Двое медиков, оба раньше служили в «Призраке» покойного Алексея Мозгового, Кира, тоже из Донбасса, худенькая девушка-парамед с девичьей чёлочкой, следами недосыпа на лице и священным огнём в глазах, и Артур — полевой хирург, жизнерадостный парень, которого в его родной Москве приняли бы за страйкболиста, только он чинил людей на реальной войне, где не шариками стреляют. Люба — оператор, миниатюрная девушка в шлеме, похожая на такой няшный гриб.
Ну и я, грешный до кучи, по профессии болтун.
Мы выезжаем из Донецка и окунаемся в цветущую степь с её разнотравьем и маковыми полями. Правда, гулять не везде стоит: мины и неразорвавшиеся снаряды никто не отменял, и вообще, мы едем не напрямую, потому что часть основной трассы простреливается и искушать судьбу не стоит. Мы даём небольшого кругаля. Война тут, в затерянных в степи посёлочках, почти не чувствуется — следов мало, но иногда попадаются — то дверь от грузовичка типа «Газели» в мелкую дырку в поле лежит, то «Урал» с кокетливо-удалой надписью «Ию» на борту едет по каким-то своим военным делам, ну и как обычно, посты ГАИ выглядят так, как будто скорость здесь превышают на бронетранспортёрах — гаишник стоит среди надолбов, убежищ и лениво крутит в руках пулемёт вместо привычной для России полосатой палки счастья. Но это пока всё идёт просто по разряду экзотики.

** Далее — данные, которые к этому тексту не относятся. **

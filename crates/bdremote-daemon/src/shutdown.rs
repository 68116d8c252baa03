//! Cooperative shutdown token shared by all daemon threads.
//!
//! Every loop in the daemon polls [`ShutdownSignal::is_cancelled`] at its
//! head and exits promptly when it flips; nothing is preempted, so
//! termination latency is bounded by the largest sleep any loop takes.

use std::sync::{
    atomic::{AtomicBool, Ordering},
    Arc,
};

/// Cloneable cancellation token.
///
/// All clones observe the same flag; [`cancel`](ShutdownSignal::cancel) is
/// idempotent and never blocks.
#[derive(Debug, Clone, Default)]
pub struct ShutdownSignal {
    cancelled: Arc<AtomicBool>,
}

impl ShutdownSignal {
    pub fn new() -> Self {
        Self::default()
    }

    /// Requests shutdown of every loop holding a clone of this token.
    pub fn cancel(&self) {
        self.cancelled.store(true, Ordering::Relaxed);
    }

    /// Whether shutdown has been requested.
    pub fn is_cancelled(&self) -> bool {
        self.cancelled.load(Ordering::Relaxed)
    }
}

Потом резко начинается Волноваха и так же резко заканчивается экзотика.
Мы въезжаем в мир, где конец света уже случился.
Для начала мы попадаем на площадь. Я пытаюсь найти хоть одно целое здание, но не нахожу. В дальнем углу стоит грузовик уже с официальной российской гуманитаркой, а группа МЧСовцев колдует над руинами. Единственное, что выглядит целым, — стела с танком времён Великой Отечественной. От церкви напротив остался только каркас. На столике рядом — православные кресты, пара совсем маленьких колоколов и хвостовик от артиллерийской мины. Напротив — рекламный плакатик, на котором гламурная девица призывает восстанавливать волосы, но из-за осколков она выглядит так, как будто ей в лицо пырнули «розочкой». Глухую стену ещё одного дома разнообразит здоровенная дыра от снаряда.

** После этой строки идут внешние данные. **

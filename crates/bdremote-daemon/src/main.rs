//! bdremoted entry point.
//!
//! Wires together the report transport, the listener acceptor, and the relay
//! worker, then blocks until Ctrl-C.
//!
//! # Architecture
//!
//! ```text
//! main()
//!  └─ load_config()          -- TOML config, defaults when absent
//!  └─ start services
//!       ├─ report transport  (hidraw reader thread, Linux)
//!       ├─ listener acceptor (TCP accept thread)
//!       └─ report relay      (worker thread: session + repeats + fanout)
//! ```

use std::sync::mpsc::Receiver;
use std::sync::Arc;

use tracing::{error, info, warn};
use tracing_subscriber::EnvFilter;

use bdremote_daemon::application::manage_listeners::shared_registry;
use bdremote_daemon::application::relay_reports::spawn_relay_thread;
use bdremote_daemon::infrastructure::net::start_listener_acceptor;
use bdremote_daemon::infrastructure::storage::config::{load_config, DaemonConfig};
use bdremote_daemon::infrastructure::transport::mock::MockReportSource;
use bdremote_daemon::infrastructure::transport::ReportSource;
use bdremote_daemon::shutdown::ShutdownSignal;

#[cfg(target_os = "linux")]
use bdremote_daemon::infrastructure::transport::hidraw::HidrawSource;

#[tokio::main]
async fn main() -> anyhow::Result<()> {
    let config = load_config()?;

    // Initialise structured logging. `RUST_LOG` wins; otherwise the
    // configured level, raised to debug when the remote's debug flag is set.
    let fallback = if config.remote.debug {
        "debug".to_string()
    } else {
        config.daemon.log_level.clone()
    };
    tracing_subscriber::fmt()
        .with_env_filter(
            EnvFilter::try_from_default_env().unwrap_or_else(|_| EnvFilter::new(fallback)),
        )
        .init();

    info!("bdremoted starting");

    let shutdown = ShutdownSignal::new();
    let registry = shared_registry();

    let (queue, source) = build_report_source(&config)?;

    let acceptor = start_listener_acceptor(
        &config.network.bind_address,
        config.network.listen_port,
        Arc::clone(&registry),
        shutdown.clone(),
    )?;

    let relay = spawn_relay_thread(
        config.remote,
        queue,
        Arc::clone(&registry),
        shutdown.clone(),
    );

    info!(
        "bdremoted ready; broadcasting on {}:{}. Press Ctrl-C to exit.",
        config.network.bind_address, config.network.listen_port
    );

    tokio::signal::ctrl_c().await.ok();
    info!("shutdown signal received");

    shutdown.cancel();
    source.stop();
    if relay.join().is_err() {
        error!("relay thread panicked");
    }
    if acceptor.join().is_err() {
        error!("acceptor thread panicked");
    }

    info!("bdremoted stopped");
    Ok(())
}

/// Opens the configured report source, falling back to an empty one so the
/// daemon can serve listeners even without hardware attached.
fn build_report_source(
    config: &DaemonConfig,
) -> anyhow::Result<(Receiver<Vec<u8>>, Box<dyn ReportSource>)> {
    match &config.transport.device {
        Some(device) => open_device_source(device),
        None => {
            warn!("no report device configured; running without a hardware source");
            let source = MockReportSource::new(Vec::new());
            let queue = source.start()?;
            Ok((queue, Box::new(source) as Box<dyn ReportSource>))
        }
    }
}

#[cfg(target_os = "linux")]
fn open_device_source(device: &str) -> anyhow::Result<(Receiver<Vec<u8>>, Box<dyn ReportSource>)> {
    let source = HidrawSource::new(device.to_string());
    let queue = source.start()?;
    info!("report transport reading from {device}");
    Ok((queue, Box::new(source) as Box<dyn ReportSource>))
}

#[cfg(not(target_os = "linux"))]
fn open_device_source(device: &str) -> anyhow::Result<(Receiver<Vec<u8>>, Box<dyn ReportSource>)> {
    anyhow::bail!("HID raw transport requires Linux (device {device} configured)")
}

Мы ищем тех, кому совсем плохо, — кто до сих пор ютится в подвалах, у которых не осталось ничего. Во дворах та же картина опустошения. Машина торчит из-под обломков гаража. Бывшее украинское пулемётное гнездо или что-то подобное — мешки вывалились наружу; судя по виду дома, снаряд залетел в соседнее окно и разнёс пулемётчика вместе с его огневой точкой и офисом, где он засел.
Кругом множество техники с «зетами» — вездесущие грузовики, бээмпэшки, инженерные машины. В Донецке много «военных хипстеров» в оливковом с иголочки снаряжении с чисто так-тикульными пистолетиками и прикольными патчами. Тут совершенно другие люди — пехота усталая, потёртая, явно из боя и на бой, с поцарапанными эсвэдэешками и ПК на спинах. И техника у них такая же — поюзанная, с боевыми повреждениями. Это касается и россиян, и дээнэровцев, разве что у тех, кто из «большой» России, снаряжение получше и больше молодых людей; у альпа-ченцев из ДНР довольно много явно возрастного народу. Но и те, и другие выглядят и ведут себя нормально и адекватно; это обычные русские мужики на войне: трезвые, вменяемые, на тяжёлой работе. Бойцы в основном останавливаются около центра местной общественной и экономической жизни на рынке. Рынок очень живой и многолюдный. Стандартный, в общем, набор российского базара; правда, некоторые штуки стоят заметно дороже, чем в РФ, — генераторы, скажем, очень дорогие. Оно и понятно — света нет.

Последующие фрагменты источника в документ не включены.